WHAT YOU ARE ASKED TO DO ▸ Using the data below, return all lines in which "MATHematics" appears.

RECORDS TO PROCESS ▸
use tracing::debug;

use crate::core::course::Course;
use crate::core::types::CourseId;
use crate::utils::validation::DELIMITER;

/// Parse one line of course data: `id, title[, prereq ...]`
///
/// Returns `None` when the line should be skipped: blank lines, lines with an
/// empty id field, and lines with nothing after the id's delimiter (no title
/// field). Empty prerequisite fields (e.g. from trailing delimiters) are
/// dropped.
pub fn parse_line(line: &str) -> Option<Course> {
    let line = line.trim();
    if line.is_empty() {
        return None;
    }

    let (id_field, rest) = line.split_once(DELIMITER)?;
    let id = CourseId::new(id_field);
    if id.is_empty() || rest.is_empty() {
        return None;
    }

    let mut fields = rest.split(DELIMITER);
    let title = fields.next().unwrap_or_default().trim().to_string();

    let prerequisites = fields
        .map(CourseId::new)
        .filter(|prereq| !prereq.is_empty())
        .collect();

    Some(Course {
        id,
        title,
        prerequisites,
    })
}

/// What a single numbered line of course data turned into
#[derive(Debug)]
pub enum LineOutcome {
    /// Empty after trimming
    Blank,
    Record(Course),
    /// Non-blank but not a valid course
    Skipped,
}

/// Classify one line of a course data source. `line_num` is 1-based and only
/// used for logging skipped lines.
pub fn classify_line(line: &str, line_num: usize) -> LineOutcome {
    if line.trim().is_empty() {
        return LineOutcome::Blank;
    }

    match parse_line(line) {
        Some(course) => LineOutcome::Record(course),
        None => {
            debug!("Skipping malformed line {}: '{}'", line_num, line.trim());
            LineOutcome::Skipped
        }
    }
}

/// Result of parsing a whole block of course data
#[derive(Debug, Default)]
pub struct ParsedLines {
    /// Parsed courses in source order (duplicates not yet resolved)
    pub records: Vec<Course>,

    /// 1-based line numbers of non-blank lines that produced no course
    pub skipped: Vec<usize>,
}

/// Parse every line of `text`, keeping track of the lines that were skipped.
pub fn parse_text(text: &str) -> ParsedLines {
    let mut parsed = ParsedLines::default();

    for (i, line) in text.lines().enumerate() {
        match classify_line(line, i + 1) {
            LineOutcome::Blank => {}
            LineOutcome::Record(course) => parsed.records.push(course),
            LineOutcome::Skipped => parsed.skipped.push(i + 1),
        }
    }

    parsed
}

#[cfg(test)]
mod tests {
    use super::*;

    fn ids(course: &Course) -> Vec<&str> {
        course.prerequisites.iter().map(CourseId::as_str).collect()
    }

    #[test]
    fn test_parse_line_with_prerequisites() {
        let course = parse_line("cs300, Software Design, cs200, cs101").unwrap();
        assert_eq!(course.id.as_str(), "CS300");
        assert_eq!(course.title, "Software Design");
        assert_eq!(ids(&course), vec!["CS200", "CS101"]);
    }

    #[test]
    fn test_parse_line_preserves_title_case() {
        let course = parse_line("  math201 ,  Discrete MATHematics  ").unwrap();
        assert_eq!(course.id.as_str(), "MATH201");
        assert_eq!(course.title, "Discrete MATHematics");
        assert!(course.prerequisites.is_empty());
    }

    #[test]
    fn test_parse_line_skips_blank() {
        assert!(parse_line("").is_none());
        assert!(parse_line("   \t  ").is_none());
    }

    #[test]
    fn test_parse_line_skips_missing_title() {
        assert!(parse_line("CSCI100").is_none());
        assert!(parse_line("CSCI100,").is_none());
    }

    #[test]
    fn test_parse_line_skips_empty_id() {
        assert!(parse_line(",,").is_none());
        assert!(parse_line(" , Orphan Title, CS100").is_none());
    }

    #[test]
    fn test_parse_line_accepts_empty_title() {
        let course = parse_line("CS100, ,CS050").unwrap();
        assert_eq!(course.id.as_str(), "CS100");
        assert_eq!(course.title, "");
        assert_eq!(ids(&course), vec!["CS050"]);
    }

    #[test]
    fn test_parse_line_drops_empty_prerequisites() {
        let course = parse_line("CS400, Capstone, cs300,, ,cs200,").unwrap();
        assert_eq!(ids(&course), vec!["CS300", "CS200"]);
    }

    #[test]
    fn test_parse_line_keeps_duplicate_prerequisites() {
        let course = parse_line("CS400, Capstone, cs300, CS300, cs100").unwrap();
        assert_eq!(ids(&course), vec!["CS300", "CS300", "CS100"]);
    }

    #[test]
    fn test_parse_line_unbounded_prerequisites() {
        let prereqs: Vec<String> = (0..50).map(|n| format!("c{n}")).collect();
        let line = format!("CS999, Everything, {}", prereqs.join(","));
        let course = parse_line(&line).unwrap();
        assert_eq!(course.prerequisites.len(), 50);
        assert_eq!(course.prerequisites[49].as_str(), "C49");
    }

    #[test]
    fn test_classify_line() {
        assert!(matches!(classify_line("  \t", 1), LineOutcome::Blank));
        assert!(matches!(classify_line("CS100", 2), LineOutcome::Skipped));
        assert!(matches!(
            classify_line("cs100, Intro", 3),
            LineOutcome::Record(course) if course.id.as_str() == "CS100"
        ));
    }

    #[test]
    fn test_parse_text_reports_skipped_lines() {
        let text = "CS100, Intro\n\nCS200\n,,\nCS300, Design, CS200\n";
        let parsed = parse_text(text);
        assert_eq!(parsed.records.len(), 2);
        assert_eq!(parsed.skipped, vec![3, 4]);
    }
}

RESPONSE FOR THIS EXERCISE ▸
        let course = parse_line("  math201 ,  Discrete MATHematics  ").unwrap();
        assert_eq!(course.title, "Discrete MATHematics");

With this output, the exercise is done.